In any case, the Roadmap holds no brief for social equity or political democracy. It’s a mandate for oligarchical rule, an exemplar of what Wendell Berry calls “sentimental capitalism.” Berry explicates that pregnant term in his essay “The Idea of a Local Economy.”

Sentimental capitalism holds in effect that everything small, local, private, personal, natural, good, and beautiful must be sacrificed in the interest of the “free market” and the great corporations, which will bring unprecedented security [think “resilience à la the Roadmap] and happiness to “the many” [read: the region]—in, of course, the future.

The future orientation is critical, both to sentimental capitalism and its opposite number, sentimental communism, which, Berry notes, is less opposite than we’ve been led to think.

The fraudulence of these oligarchic forms of economy is in their principle of displacing whatever good they recognize (as well as their debts) from the present to the future. Their success depends upon persuading people, first that whatever they have now is no good, and second, that the promised good is certain to be achieved in the future.

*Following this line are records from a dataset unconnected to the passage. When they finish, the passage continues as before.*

//! Ticket triage pipeline.
//!
//! Every export message flows through:
//! 1. `normalizer::normalize()` — markup stripped, author and date interpreted
//! 2. `processor::group_tickets()` — per ticket, oldest first
//! 3. `classifier::TicketClassifier::classify()` — one verdict per ticket
//!
//! The classifier is pure: "now" comes from configuration, never the clock.

pub mod classifier;
pub mod markup;
pub mod normalizer;
pub mod processor;
pub mod rules;
pub mod types;
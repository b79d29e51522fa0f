//! Error types for ticket triage.
//!
//! The classifier itself has no error paths. Everything here belongs to the
//! edges: reading the export, writing the report, reading configuration.

use std::path::PathBuf;

/// Error from a full analysis run.
#[derive(Debug, thiserror::Error)]
pub enum Error {
    #[error("Source error: {0}")]
    Source(#[from] SourceError),

    #[error("Report error: {0}")]
    Report(#[from] ReportError),
}

/// Configuration-related errors.
#[derive(Debug, thiserror::Error)]
pub enum ConfigError {
    #[error("Invalid configuration value for {key}: {message}")]
    InvalidValue { key: String, message: String },
}

/// Errors raised while loading a message export.
#[derive(Debug, thiserror::Error)]
pub enum SourceError {
    #[error("Failed to read {path}: {source}")]
    Read {
        path: PathBuf,
        #[source]
        source: std::io::Error,
    },

    #[error("Failed to decode export {path}: {source}")]
    Decode {
        path: PathBuf,
        #[source]
        source: serde_json::Error,
    },

    #[error("Unexpected export shape in {path}: {reason}")]
    UnexpectedShape { path: PathBuf, reason: String },
}

/// Errors raised while writing analysis results.
#[derive(Debug, thiserror::Error)]
pub enum ReportError {
    #[error("Failed to encode report: {0}")]
    Encode(#[from] serde_json::Error),

    #[error("Failed to write {path}: {source}")]
    Write {
        path: PathBuf,
        #[source]
        source: std::io::Error,
    },
}

/// Result type alias for an analysis run.
pub type Result<T> = std::result::Result<T, Error>;
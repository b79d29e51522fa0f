//! Batch processor — normalizes a flat message export, groups it into
//! tickets, and classifies every ticket.
//!
//! Flow:
//! 1. `normalize_all()` — each raw message on its own, no shared state
//! 2. `group_tickets()` — by ticket id, oldest message first
//! 3. `classify()` — one verdict per ticket, no cross-ticket state

use std::collections::HashMap;

use tracing::{debug, info};

use crate::config::AnalyzerConfig;
use crate::pipeline::classifier::TicketClassifier;
use crate::pipeline::markup::truncate_chars;
use crate::pipeline::normalizer::normalize;
use crate::pipeline::rules::Indicators;
use crate::pipeline::types::{NormalizedMessage, RawMessage, Ticket, TicketId, TicketRecord};

/// Runs a whole export through normalization and classification.
pub struct TicketProcessor {
    config: AnalyzerConfig,
    classifier: TicketClassifier,
}

impl TicketProcessor {
    /// Create a processor with explicit phrase indicators.
    pub fn new(config: AnalyzerConfig, indicators: Indicators) -> Self {
        Self {
            config,
            classifier: TicketClassifier::new(indicators),
        }
    }

    /// Create a processor with the production phrase lists.
    pub fn with_default_rules(config: AnalyzerConfig) -> Self {
        Self::new(config, Indicators::default_rules())
    }

    pub fn config(&self) -> &AnalyzerConfig {
        &self.config
    }

    /// Normalize every message, keeping input order and ticket ids.
    pub fn normalize_all(&self, raw: &[RawMessage]) -> Vec<(TicketId, NormalizedMessage)> {
        raw.iter()
            .map(|m| (m.ticket_id.clone(), normalize(m, &self.config.customer_alias)))
            .collect()
    }

    /// Classify every ticket in the batch. Records come out in the order
    /// each ticket first appears in the export.
    pub fn process(&self, raw: &[RawMessage]) -> Vec<TicketRecord> {
        let tickets = group_tickets(self.normalize_all(raw));
        info!(
            messages = raw.len(),
            tickets = tickets.len(),
            "Grouped messages into tickets"
        );

        tickets.iter().map(|t| self.record(t)).collect()
    }

    /// Classify one ticket and attach the facts the report needs.
    pub fn record(&self, ticket: &Ticket) -> TicketRecord {
        let result = self
            .classifier
            .classify(&ticket.id, &ticket.messages, self.config.reference_time);

        let first = ticket.messages.first();
        let last = ticket.messages.last();

        TicketRecord {
            ticket_id: result.ticket_id,
            status: result.status,
            reason: result.reason,
            details: result.details,
            priority: result.priority,
            first_date: first.map(|m| m.raw_date.clone()).unwrap_or_default(),
            last_date: last.map(|m| m.raw_date.clone()).unwrap_or_default(),
            message_count: ticket.messages.len(),
            first_message_preview: first
                .map(|m| truncate_chars(&m.plain_text, self.config.preview_chars))
                .unwrap_or_default(),
            customer: result.customer,
        }
    }
}

/// Group normalized messages by ticket.
///
/// Within a ticket messages are sorted by parsed time. The sort is stable,
/// so equal times keep input order, and messages without a usable
/// timestamp go last in input order.
pub fn group_tickets(messages: Vec<(TicketId, NormalizedMessage)>) -> Vec<Ticket> {
    let mut index: HashMap<TicketId, usize> = HashMap::new();
    let mut tickets: Vec<Ticket> = Vec::new();

    for (id, message) in messages {
        let slot = *index.entry(id.clone()).or_insert_with(|| {
            tickets.push(Ticket {
                id,
                messages: Vec::new(),
            });
            tickets.len() - 1
        });
        tickets[slot].messages.push(message);
    }

    for ticket in &mut tickets {
        ticket
            .messages
            .sort_by_key(|m| (m.parsed_time.is_none(), m.parsed_time));
        let undated = ticket
            .messages
            .iter()
            .filter(|m| m.parsed_time.is_none())
            .count();
        if undated > 0 {
            debug!(ticket_id = %ticket.id, undated, "Ticket has messages without a usable date");
        }
    }

    tickets
}
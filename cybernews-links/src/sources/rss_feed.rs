use crate::traits::FeedSource;
use crate::types::{CollectorError, FeedItem, FetchConfig, Result};
use crate::{FeedParser, Fetcher};
use async_trait::async_trait;
use tracing::{info, warn};

/// Feed source backed by HTTP fetching and `feed-rs` parsing.
pub struct RssFeedSource {
    fetcher: Fetcher,
}

impl RssFeedSource {
    pub fn new(fetch_config: FetchConfig) -> Result<Self> {
        Ok(Self {
            fetcher: Fetcher::new(fetch_config)?,
        })
    }
}

#[async_trait]
impl FeedSource for RssFeedSource {
    async fn pull(&self, url: &str) -> Result<Vec<FeedItem>> {
        info!("Pulling RSS feed: {}", url);

        let content = self.fetcher.fetch_feed(url).await?;

        if !FeedParser::is_valid_feed_content(&content) {
            warn!("Response from {} does not look like a feed", url);
            return Err(CollectorError::Parse(format!(
                "Response from {} is not an RSS/Atom document",
                url
            )));
        }

        let items = FeedParser::parse_feed(&content)?;
        info!("Pulled {} entries from {}", items.len(), url);
        Ok(items)
    }
}
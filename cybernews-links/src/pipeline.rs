use crate::config::CollectorConfig;
use crate::rss_utils::{time, url::feed_name};
use crate::sources::RssFeedSource;
use crate::traits::FeedSource;
use crate::types::{CollectOutcome, FeedItem, FeedSummary, Result};
use crate::{history, writer};
use chrono::{Local, NaiveDate};
use std::collections::HashSet;
use std::path::PathBuf;
use tracing::{debug, error, info, warn};

/// Fetch, filter, dedup, write, prune: one pass over the configured feeds.
pub struct LinkPipeline {
    config: CollectorConfig,
    source: Box<dyn FeedSource>,
}

impl LinkPipeline {
    /// Pipeline reading feeds over HTTP.
    pub fn new(config: CollectorConfig) -> Result<Self> {
        let source = RssFeedSource::new(config.fetch.clone())?;
        Ok(Self::with_source(config, Box::new(source)))
    }

    pub fn with_source(config: CollectorConfig, source: Box<dyn FeedSource>) -> Self {
        Self { config, source }
    }

    /// Run once against the local calendar date.
    pub async fn run(&self) -> Result<Option<PathBuf>> {
        self.run_on(Local::now().date_naive()).await
    }

    /// Run once as if `today` were the current date. Returns the weekly file
    /// written, or `None` when no new links turned up.
    pub async fn run_on(&self, today: NaiveDate) -> Result<Option<PathBuf>> {
        banner(&format!(
            "Fetching Cybersecurity News Links (Last {} Days)",
            self.config.window_days
        ));

        let mut known = history::load(&self.config.output_dir)?;
        let outcome = self.collect(today, &mut known).await;

        let written = writer::write(
            &self.config.output_dir,
            today,
            &outcome.links,
            self.config.keep_weeks,
        )?;

        match &written {
            Some(path) => {
                banner(&format!("Created new weekly file: {}", path.display()));
                info!("Total new links this week: {}", outcome.links.len());
            }
            None => banner("No new links found this week! No file created."),
        }

        let failed = outcome.feeds.iter().filter(|f| f.failed()).count();
        if failed > 0 {
            warn!("{}/{} feeds could not be read", failed, outcome.feeds.len());
        }

        Ok(written)
    }

    /// Gather new links from every feed in order. `known` is extended with each
    /// accepted link so later feeds cannot repeat it.
    pub async fn collect(&self, today: NaiveDate, known: &mut HashSet<String>) -> CollectOutcome {
        let mut outcome = CollectOutcome::default();

        for url in &self.config.feeds {
            let name = feed_name(url);
            info!("--- Processing feed: {} ---", name);

            let mut summary = FeedSummary::new(url.as_str());
            match self.source.pull(url).await {
                Ok(items) => {
                    self.accept_items(&items, today, known, &mut outcome.links, &mut summary);
                }
                Err(e) => {
                    error!("Failed to read feed {}: {}", url, e);
                    summary.error = Some(e.to_string());
                }
            }

            info!(
                "Feed summary: {} new links added from {}",
                summary.added, name
            );
            outcome.feeds.push(summary);
        }

        outcome
    }

    fn accept_items(
        &self,
        items: &[FeedItem],
        today: NaiveDate,
        known: &mut HashSet<String>,
        links: &mut Vec<String>,
        summary: &mut FeedSummary,
    ) {
        let cap = self.config.max_items_per_feed;

        for item in items {
            let Some(date) = item.entry_date() else {
                info!("  [!] Skipped: No published/updated date");
                summary.skipped_undated += 1;
                continue;
            };

            if !time::within_window(date, today, self.config.window_days) {
                debug!("  [-] Skipped (old): {} ({})", item.link, date);
                summary.skipped_stale += 1;
                continue;
            }

            if item.link.is_empty() {
                info!("  [-] Skipped: entry dated {} has no link", date);
                summary.skipped_no_link += 1;
                continue;
            }

            if known.contains(&item.link) {
                info!("  [-] Skipped duplicate: {}", item.link);
                summary.skipped_duplicate += 1;
                continue;
            }

            known.insert(item.link.clone());
            links.push(item.link.clone());
            summary.added += 1;
            info!("  [+] Added: {}", item.link);

            if summary.added >= cap {
                info!("  [!] Reached max items per feed ({})", cap);
                summary.reached_cap = true;
                break;
            }
        }
    }
}

fn banner(msg: &str) {
    let rule = "=".repeat(80);
    info!("{}", rule);
    info!("{}", msg);
    info!("{}", rule);
}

Just so, the BACEI presents itself as hard-headed and realistic but never shows us how the distinctive places in the region will look after they’ve been built up to accommodate what the Roadmap calls “normal growth,” i.e., housing everyone who wants to live here, and who wanted to live here between 1980 and 2010. Like “change,” “normal” is an empty signifier, devoid of any intrinsic meaning. To accept the BACEI’s usage of these terms is to fall victim to sentimental capitalism’s futuristic hoax.

And what about the ecological costs of the massive increase in population, housing, and jobs that the BACEI craves? The Roadmap’s list of “[s]tresses” to the economy includes “[c]limate change resulting in rising sea levels, more frequent droughts, and disruption of agriculture.” It even concedes that “natural resources” are “limited,” adding that “some are renewable.”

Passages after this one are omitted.